The PBA Regional Tour is a series of "mini tours", run by the Professional Bowlers Association, spanning across seven regions within the United States. The Tour allows PBA members and qualifying non-member amateurs to compete in weekend events. The Tour consists of seven regions: Central, East, Midwest, Northwest, South, Southwest, and West.

==Regional Qualifying for the PBA Tour==

The vast majority of the PBA's 3,000+ members are Regional professionals. In a typical season, fewer than 100 players regularly compete on the national PBA Tour.

Through the 2008–09 season, Regional PBA professionals could qualify for the national tour by topping one of the seven regions in points. For the 2009–10 season, Regional qualification was revised, as bowlers had to qualify via the Regional Players Invitational (RPI) tournament. The top 25 bowlers on the RPI points list in each of the seven PBA regions (through September, 2008) earned an invitation to the 2008 RPI. The top five from each region – plus the winner of the 2008 Regional Players Championship (won by Sean Swanson in late May that year) – received airfare and accommodations for the event in December, 2008 and did not have to pay an additional fee to be eligible for a PBA Tour exemption. The next 20 players in each region were required to pay their own way to the RPI, and also had to pay an additional $750 on top of the entry fee to be eligible for a Tour exemption.

The 2008 RPI featured a similar format to the PBA Tour Trials, in that competitors bowled for five days on each of the PBA's five "animal" oil patterns. The top eight bowlers who (if necessary) paid the additional entry fee earned exemptions for the 2009–10 season, provided they finished in the top 16 overall.

==Current Regional Tour==

The PBA continues to run a Regional Tour to the present day. Regional Tour events are open to both PBA members and non-members, with most events requiring a higher entry fee for non-members. Any player who wins two Regional Tour events in a season as a non-member must become a PBA member to enter any subsequent events during that season.

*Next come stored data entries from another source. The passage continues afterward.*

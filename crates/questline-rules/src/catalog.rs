//! The conflict catalog: which action-type pairs conflict and how each
//! conflict is decided.
//!
//! Catalogs are static per guild and read-only at runtime. They are loaded
//! from guild configuration, for example:
//!
//! ```yaml
//! - name: room_entry
//!   action_types: [move_into, move_into]
//!   contest: same_target
//!   capacity: 1
//!   resolution:
//!     mode: auto_check
//!     check:
//!       attribute: agility
//! - name: duel
//!   action_types: [attack, attack]
//!   contest: mutual_target
//!   resolution:
//!     mode: manual
//! ```

use std::collections::BTreeMap;

use questline_types::{Action, ActionType, CheckModifier, TargetRef};
use serde::{Deserialize, Serialize};

use crate::check::TieBreakPolicy;
use crate::dice::DiceExpression;
use crate::error::RulesError;
use crate::priority::PriorityRule;

/// Named difficulty classes, e.g. `hard: 20`.
pub type DifficultyTable = BTreeMap<String, i32>;

/// Extra modifiers per action type, e.g. `climb: [{source: wet, amount: -2}]`.
pub type ModifierTable = BTreeMap<String, Vec<CheckModifier>>;

/// What makes two matching actions contest the same resource.
#[derive(Debug, Clone, Copy, Default, PartialEq, Eq, Serialize, Deserialize)]
#[serde(rename_all = "snake_case")]
pub enum ContestScope {
    /// Both actions name the same target.
    #[default]
    SameTarget,
    /// Each action targets the other's actor.
    MutualTarget,
}

impl ContestScope {
    /// Whether two actions contest each other under this scope.
    pub fn contests(self, a: &Action, b: &Action) -> bool {
        match self {
            Self::SameTarget => a.target.is_some() && a.target == b.target,
            Self::MutualTarget => {
                a.target == Some(TargetRef::Actor(b.actor_id))
                    && b.target == Some(TargetRef::Actor(a.actor_id))
            }
        }
    }
}

/// A difficulty given inline or by table name.
#[derive(Debug, Clone, PartialEq, Eq, Serialize, Deserialize)]
#[serde(untagged)]
pub enum DifficultySpec {
    /// A literal difficulty class.
    Value(i64),
    /// An entry of the guild's [`DifficultyTable`].
    Named(String),
}

impl DifficultySpec {
    /// Resolve against a guild's difficulty table.
    pub fn resolve(&self, table: &DifficultyTable) -> Result<i64, RulesError> {
        match self {
            Self::Value(dc) => Ok(*dc),
            Self::Named(name) => {
                table
                    .get(name)
                    .map(|dc| i64::from(*dc))
                    .ok_or_else(|| RulesError::UnknownDifficulty {
                        name: name.clone(),
                    })
            }
        }
    }
}

const fn default_true() -> bool {
    true
}

/// How to build each participant's check for an auto-check conflict.
#[derive(Debug, Clone, PartialEq, Eq, Serialize, Deserialize)]
pub struct CheckTemplate {
    /// Attribute supplying the base value.
    pub attribute: String,
    /// Convert the attribute score with the ability-modifier curve instead
    /// of using it raw.
    #[serde(default = "default_true")]
    pub ability_modifier: bool,
    /// Die rolled by each side.
    #[serde(default)]
    pub die: DiceExpression,
    /// Roll each side against a difficulty instead of opposing each other.
    #[serde(default)]
    pub difficulty: Option<DifficultySpec>,
    /// Tie-break for equal totals.
    #[serde(default)]
    pub tie_break: TieBreakPolicy,
    /// Flat modifiers applied to every side.
    #[serde(default)]
    pub modifiers: Vec<CheckModifier>,
}

impl CheckTemplate {
    /// An opposed d20 check on `attribute` with default settings.
    pub fn opposed(attribute: impl Into<String>) -> Self {
        Self {
            attribute: attribute.into(),
            ability_modifier: true,
            die: DiceExpression::D20,
            difficulty: None,
            tie_break: TieBreakPolicy::default(),
            modifiers: Vec::new(),
        }
    }
}

/// How a detected conflict is decided.
#[derive(Debug, Clone, PartialEq, Eq, Serialize, Deserialize)]
#[serde(tag = "mode", rename_all = "snake_case")]
pub enum ResolutionMode {
    /// Roll checks built from a template.
    AutoCheck {
        /// The check template.
        check: CheckTemplate,
    },
    /// Pick winners with a deterministic rule, no dice.
    Priority {
        /// The ordering rule.
        rule: PriorityRule,
    },
    /// Escalate to a moderator.
    Manual,
}

const fn default_capacity() -> u32 {
    1
}

/// One catalog entry.
#[derive(Debug, Clone, PartialEq, Eq, Serialize, Deserialize)]
pub struct ConflictDefinition {
    /// Unique name, recorded on every instance it produces.
    pub name: String,
    /// The conflicting pair, order-independent.
    pub action_types: (ActionType, ActionType),
    /// What counts as the same contested resource.
    #[serde(default)]
    pub contest: ContestScope,
    /// How many contestants may succeed. An action's `capacity` parameter
    /// overrides it.
    #[serde(default = "default_capacity")]
    pub capacity: u32,
    /// How to decide.
    pub resolution: ResolutionMode,
}

impl ConflictDefinition {
    /// Whether this entry covers the pair `(a, b)` in either order.
    pub fn matches(&self, a: &ActionType, b: &ActionType) -> bool {
        let (x, y) = &self.action_types;
        (x == a && y == b) || (x == b && y == a)
    }

    /// Whether both actions match this entry and contest each other.
    pub fn applies_to(&self, a: &Action, b: &Action) -> bool {
        a.actor_id != b.actor_id
            && self.matches(&a.action_type, &b.action_type)
            && self.contest.contests(a, b)
    }
}

/// The ordered list of conflict definitions for a guild.
#[derive(Debug, Clone, Default, PartialEq, Eq, Serialize, Deserialize)]
#[serde(transparent)]
pub struct ConflictCatalog(Vec<ConflictDefinition>);

impl ConflictCatalog {
    /// Build a catalog from definitions in precedence order.
    pub const fn new(definitions: Vec<ConflictDefinition>) -> Self {
        Self(definitions)
    }

    /// Definitions in precedence order.
    pub fn definitions(&self) -> &[ConflictDefinition] {
        &self.0
    }

    /// Number of definitions.
    pub fn len(&self) -> usize {
        self.0.len()
    }

    /// Whether the catalog is empty.
    pub fn is_empty(&self) -> bool {
        self.0.is_empty()
    }
}

impl From<Vec<ConflictDefinition>> for ConflictCatalog {
    fn from(definitions: Vec<ConflictDefinition>) -> Self {
        Self(definitions)
    }
}

#[cfg(test)]
#[allow(
    clippy::unwrap_used,
    clippy::indexing_slicing,
    clippy::arithmetic_side_effects
)]
mod tests {
    use questline_types::{ActorId, ActorKind, GuildId, ItemId};

    use super::*;

    fn make_def(name: &str, a: &str, b: &str) -> ConflictDefinition {
        ConflictDefinition {
            name: name.to_owned(),
            action_types: (a.into(), b.into()),
            contest: ContestScope::SameTarget,
            capacity: 1,
            resolution: ResolutionMode::Manual,
        }
    }

    #[test]
    fn pair_matching_is_order_independent() {
        let def = make_def("theft", "take", "steal");
        assert!(def.matches(&"steal".into(), &"take".into()));
        assert!(def.matches(&"take".into(), &"steal".into()));
        assert!(!def.matches(&"take".into(), &"move_into".into()));
        assert!(!def.matches(&"take".into(), &"take".into()));
    }

    #[test]
    fn same_target_requires_a_shared_target() {
        let guild = GuildId::new();
        let item = ItemId::new();
        let a = Action::new(guild, ActorId::new(), ActorKind::Character, "take")
            .with_target(TargetRef::Item(item));
        let b = Action::new(guild, ActorId::new(), ActorKind::Npc, "steal")
            .with_target(TargetRef::Item(item));
        let c = Action::new(guild, ActorId::new(), ActorKind::Npc, "steal");
        let def = make_def("theft", "take", "steal");
        assert!(def.applies_to(&a, &b));
        assert!(!def.applies_to(&a, &c));
    }

    #[test]
    fn mutual_target_needs_both_directions() {
        let guild = GuildId::new();
        let (x, y) = (ActorId::new(), ActorId::new());
        let a = Action::new(guild, x, ActorKind::Character, "attack").with_target(TargetRef::Actor(y));
        let b = Action::new(guild, y, ActorKind::Npc, "attack").with_target(TargetRef::Actor(x));
        let c = Action::new(guild, y, ActorKind::Npc, "attack")
            .with_target(TargetRef::Actor(ActorId::new()));
        let mut def = make_def("duel", "attack", "attack");
        def.contest = ContestScope::MutualTarget;
        assert!(def.applies_to(&a, &b));
        assert!(!def.applies_to(&a, &c));
    }

    #[test]
    fn named_difficulty_resolves_from_table() {
        let table: DifficultyTable = [("hard".to_owned(), 20)].into_iter().collect();
        assert_eq!(DifficultySpec::Named("hard".to_owned()).resolve(&table), Ok(20));
        assert_eq!(DifficultySpec::Value(7).resolve(&table), Ok(7));
        assert_eq!(
            DifficultySpec::Named("heroic".to_owned()).resolve(&table),
            Err(RulesError::UnknownDifficulty {
                name: "heroic".to_owned()
            })
        );
    }

    #[test]
    fn definition_deserializes_with_defaults() {
        let def: ConflictDefinition = serde_json::from_value(serde_json::json!({
            "name": "room_entry",
            "action_types": ["move_into", "move_into"],
            "resolution": { "mode": "auto_check", "check": { "attribute": "agility" } }
        }))
        .unwrap();
        assert_eq!(def.capacity, 1);
        assert_eq!(def.contest, ContestScope::SameTarget);
        assert_eq!(
            def.resolution,
            ResolutionMode::AutoCheck {
                check: CheckTemplate::opposed("agility")
            }
        );
    }
}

In August of 2026, PBA CEO Peter Murray announced the PBA ELITE Regional Tour, reconfigured to create a more rewarding journey and clearer pathway for top players to make it to the PBA National Tour. The Fall 2026 Regional events were subsequently cancelled and replaced by 21 "elevated" tournaments (three in each of the PBA's seven regions). The PBA promised increased prize funds, dedicated marketing campaigns, expanded storytelling and broader media coverage, including live streaming on the BowlTV YouTube channel. While the Regional Players Invitational (RPI) has been retained for December of 2026, the PBA will also launch the PBA COMBINE, designed to measure, identify and recognize top regional players who will be selected for the PBA National Tour.

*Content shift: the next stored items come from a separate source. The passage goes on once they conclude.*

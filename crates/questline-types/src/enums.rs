//! Enumeration types shared across the turn-resolution core.

use serde::{Deserialize, Serialize};

/// What kind of entity submitted an action.
#[derive(Debug, Clone, Copy, PartialEq, Eq, PartialOrd, Ord, Hash, Serialize, Deserialize)]
#[serde(rename_all = "snake_case")]
pub enum ActorKind {
    /// A player-controlled character.
    Character,
    /// A non-player character driven by the game master or AI.
    Npc,
    /// A party acting as a single unit.
    Party,
}

/// Degree of success of a resolved check.
#[derive(Debug, Clone, Copy, PartialEq, Eq, PartialOrd, Ord, Hash, Serialize, Deserialize)]
#[serde(rename_all = "snake_case")]
pub enum Degree {
    /// Natural maximum on the primary die.
    CriticalSuccess,
    /// Met the difficulty or won the contest.
    Success,
    /// Missed the difficulty or lost the contest.
    Failure,
    /// Natural minimum on the primary die.
    CriticalFailure,
}

/// Lifecycle of a [`ConflictInstance`](crate::ConflictInstance).
#[derive(Debug, Clone, Copy, PartialEq, Eq, PartialOrd, Ord, Hash, Serialize, Deserialize)]
#[serde(rename_all = "snake_case")]
pub enum ConflictStatus {
    /// Detected but not yet adjudicated.
    Pending,
    /// Adjudicated automatically by a check or priority rule. Terminal.
    AutoResolved,
    /// Waiting for a moderator decision; persists across turns.
    AwaitingManual,
    /// Adjudicated by a moderator. Terminal.
    Resolved,
}

impl ConflictStatus {
    /// Whether the conflict can no longer change.
    pub const fn is_terminal(self) -> bool {
        matches!(self, Self::AutoResolved | Self::Resolved)
    }
}

/// Lifecycle of a guild's [`TurnState`](crate::TurnState).
#[derive(Debug, Clone, Copy, PartialEq, Eq, PartialOrd, Ord, Hash, Serialize, Deserialize)]
#[serde(rename_all = "snake_case")]
pub enum TurnStatus {
    /// Accepting action submissions and readiness confirmations.
    Collecting,
    /// Quorum reached or forced; the turn processor owns the guild.
    Processing,
    /// Finished; a fresh collecting turn has been opened after it.
    Closed,
}

/// Classification of a failed action execution.
///
/// Only [`FailureClass::Fault`] is escalated as a turn warning. The other
/// two are ordinary gameplay outcomes.
#[derive(Debug, Clone, Copy, PartialEq, Eq, PartialOrd, Ord, Hash, Serialize, Deserialize)]
#[serde(rename_all = "snake_case")]
pub enum FailureClass {
    /// The action was rejected by game rules (stale target, full room).
    Validation,
    /// A downstream collaborator was unavailable.
    Dependency,
    /// Something unexpected broke inside the action's scope.
    Fault,
}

==Youngest Regional Tour Champion==
Brady McDonough, at the age of 15 years and 137 days, is the youngest athlete to win a PBA Regional event. He won the PBA Copperfield Southwest Challenge in Houston on April 9, 2023 by defeating Justin Veitch 253-236 in the title match. However, as McDonough was not a member of the Professional Bowlers Association (PBA) at that time, his victory did not count as an official PBA Regional title. McDonough received $2,500 in scholarship money as part of his prize. The youngest player to win a Regional Tour title as a PBA member was Deo Benard, who won the 2020 South Point West Challenge at age 16 years, 234 days.